Melaine & Morality and gospels and stuff...
Terrance F. Flaherty
Lycidas at worldnet.att.net
Sun Jan 9 20:20:56 CST 2000
Melaine is a bit like our Katje, she is different though,
Katje has an eye for the camera and Melaine has an eye for
the mirror. Remember that mirrors are as prominent in V. as
the camera or film is in GR and that Melaine is
narcissistically self-absorbed by her own sexuality. She
regards herself as an object to be adorned and viewed and
the transvestism that she practices with V. is not between
sexes, but between the quick and the dead; human and fetish.
Remember that Mondaugen enters mirror-time in the South-West
Protectorate and that Weisman's interpretation of the
sferics during Mandaugen's scurvy illness is mirrored and
voyeuristic.
Tourism thus is supranational, like the Catholic Church, and
perhaps the most absolute communion we know on earth: for be
its members American, German, Italian, whatever, the Tour
Eiffel, Pyramids, and Campanile all evoke identical
responses from them; their Bible is clearly written and does
not admit of private interpretation; the y share the same
landscapes, suffer the same inconveniences; live by the same
pellucid time-scale. They are the Streets own....

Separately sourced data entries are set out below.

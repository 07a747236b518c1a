//! Scope-keyed settings snapshots.
//!
//! # Layout
//!
//! ```text
//! SettingsRecord
//!   ├── "global"      → ScopeRecord { field → value, schema_entries → [...] }
//!   ├── "<page id>"   → ScopeRecord { ... }      (created on first write)
//!   └── ...
//! ```
//!
//! A `SettingsRecord` is an immutable snapshot. Edits are staged with
//! `with_scope` / `with_field`, which return a new snapshot, and are flushed
//! to a [`store::ScopeStore`] one whole scope at a time.

pub mod fields;
pub mod store;

use crate::schema::{SchemaEntry, entries_from_value};
use serde::Serialize;
use serde_json::{Map, Value};
use std::{collections::BTreeMap, fmt};

/// Flat field-value record of one scope.
pub type ScopeRecord = Map<String, Value>;

// ============================================================================
// Scope
// ============================================================================

/// Settings namespace: the single global scope or one page.
#[derive(Debug, Clone, PartialEq, Eq, Hash, PartialOrd, Ord)]
pub enum Scope {
    Global,
    Page(String),
}

impl Scope {
    /// Record key of the global scope.
    pub const GLOBAL_KEY: &'static str = "global";

    /// Page scope with this exact id. Ids coming from outside go through
    /// [`Scope::parse`] so `"global"` maps to the global scope.
    pub fn page(id: impl Into<String>) -> Self {
        Self::Page(id.into())
    }

    /// Parse a record key. `"global"` is always the global scope.
    pub fn parse(key: &str) -> Self {
        let key = key.trim();
        if key == Self::GLOBAL_KEY {
            Self::Global
        } else {
            Self::Page(key.to_owned())
        }
    }

    /// Record key for this scope.
    pub fn key(&self) -> &str {
        match self {
            Self::Global => Self::GLOBAL_KEY,
            Self::Page(id) => id,
        }
    }

    pub const fn is_global(&self) -> bool {
        matches!(self, Self::Global)
    }
}

impl fmt::Display for Scope {
    fn fmt(&self, f: &mut fmt::Formatter<'_>) -> fmt::Result {
        f.write_str(self.key())
    }
}

// ============================================================================
// Settings Record
// ============================================================================

/// Snapshot of every scope's settings.
#[derive(Debug, Clone, Default, PartialEq, Serialize)]
#[serde(transparent)]
pub struct SettingsRecord {
    scopes: BTreeMap<String, ScopeRecord>,
}

impl SettingsRecord {
    pub fn new() -> Self {
        Self::default()
    }

    /// Build a snapshot from raw JSON.
    ///
    /// Scopes whose value is not a record are dropped; a non-object root
    /// yields an empty snapshot.
    pub fn from_value(value: Value) -> Self {
        let Value::Object(root) = value else {
            return Self::default();
        };
        let scopes = root
            .into_iter()
            .filter_map(|(key, record)| match record {
                Value::Object(record) => Some((Scope::parse(&key).key().to_owned(), record)),
                _ => None,
            })
            .collect();
        Self { scopes }
    }

    pub fn to_value(&self) -> Value {
        Value::Object(
            self.scopes
                .iter()
                .map(|(key, record)| (key.clone(), Value::Object(record.clone())))
                .collect(),
        )
    }

    /// Record of a scope, if that scope has ever been written.
    pub fn scope(&self, scope: &Scope) -> Option<&ScopeRecord> {
        self.scopes.get(scope.key())
    }

    /// Stored value of `key` in `scope`, if set.
    pub fn get(&self, scope: &Scope, key: &str) -> Option<&Value> {
        self.scope(scope)?.get(key)
    }

    /// All scopes present in the snapshot, global first.
    pub fn scopes(&self) -> impl Iterator<Item = (Scope, &ScopeRecord)> {
        let global = self
            .scopes
            .get(Scope::GLOBAL_KEY)
            .map(|record| (Scope::Global, record));
        let pages = self
            .scopes
            .iter()
            .filter(|(key, _)| key.as_str() != Scope::GLOBAL_KEY)
            .map(|(key, record)| (Scope::page(key.clone()), record));
        global.into_iter().chain(pages)
    }

    /// Page scopes present in the snapshot.
    pub fn page_scopes(&self) -> impl Iterator<Item = (Scope, &ScopeRecord)> {
        self.scopes().filter(|(scope, _)| !scope.is_global())
    }

    /// New snapshot with `scope` replaced wholesale.
    pub fn with_scope(&self, scope: &Scope, record: ScopeRecord) -> Self {
        let mut scopes = self.scopes.clone();
        scopes.insert(scope.key().to_owned(), record);
        Self { scopes }
    }

    /// New snapshot with a single field set, creating the scope if needed.
    pub fn with_field(&self, scope: &Scope, key: &str, value: Value) -> Self {
        let mut record = self.scope(scope).cloned().unwrap_or_default();
        record.insert(key.to_owned(), value);
        self.with_scope(scope, record)
    }

    /// Schema entries saved under `scope`, leniently decoded.
    pub fn schema_entries(&self, scope: &Scope) -> Vec<SchemaEntry> {
        self.get(scope, fields::SCHEMA_ENTRIES)
            .map(entries_from_value)
            .unwrap_or_default()
    }
}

The lady V., one of them for so long, now suddenly found
herself excommunicated: bounced unceremoniously into the
null-time of human love....Melaine....time--for a
while--ceased...
V. to Porcepic to Stencil
His description of them is a well-composed and ageless
still-life of love at one of its many extremes: V. on the
pouf, watching Melaine on the bed; Melaine watching herself
in the mirror; the mirror image perhaps contemplating V.
from time to time. No movement but a minimum friction. And
yet one solution to a most ancient paradox of love:
simultaneous sovereignty yet a fusing-together. Dominance
and submissiveness didn't apply; the pattern of three was
symbiotic and mutual. V. needed her fetish, Melaine a
mirror, temporary peace, another to watch her have pleasure.
For such is the self-love of the young that a social aspect
enters in: an adolescent girl whose existence is so visual
observes in a mirror her double; the double becomes a
voyeur. Frustration at not being able to fragment herself
into an audience of enough only adds to her sexual
excitement. She needs, it seems, a real voyeur to complete
the illusion that her reflections are, in fact, the
audience...comes consummation...They are she.
As for V., she recognized--perhaps aware of her own
progression toward inanimateness--the fetish of Melanie and
the fetish of herself to be one...As all inanimate
objects...Roamantacism since the Middle Ages: "the act of
love and the act of love are one...quick and dead; human and
fetish...conspiracy leveled against the animate
world...Kingdom of Death...
V..441-443HPC.1999
Chapter 14 V. V. in love
Serius, very, very Serius,
PS anyone read a history of god by karen armstrong?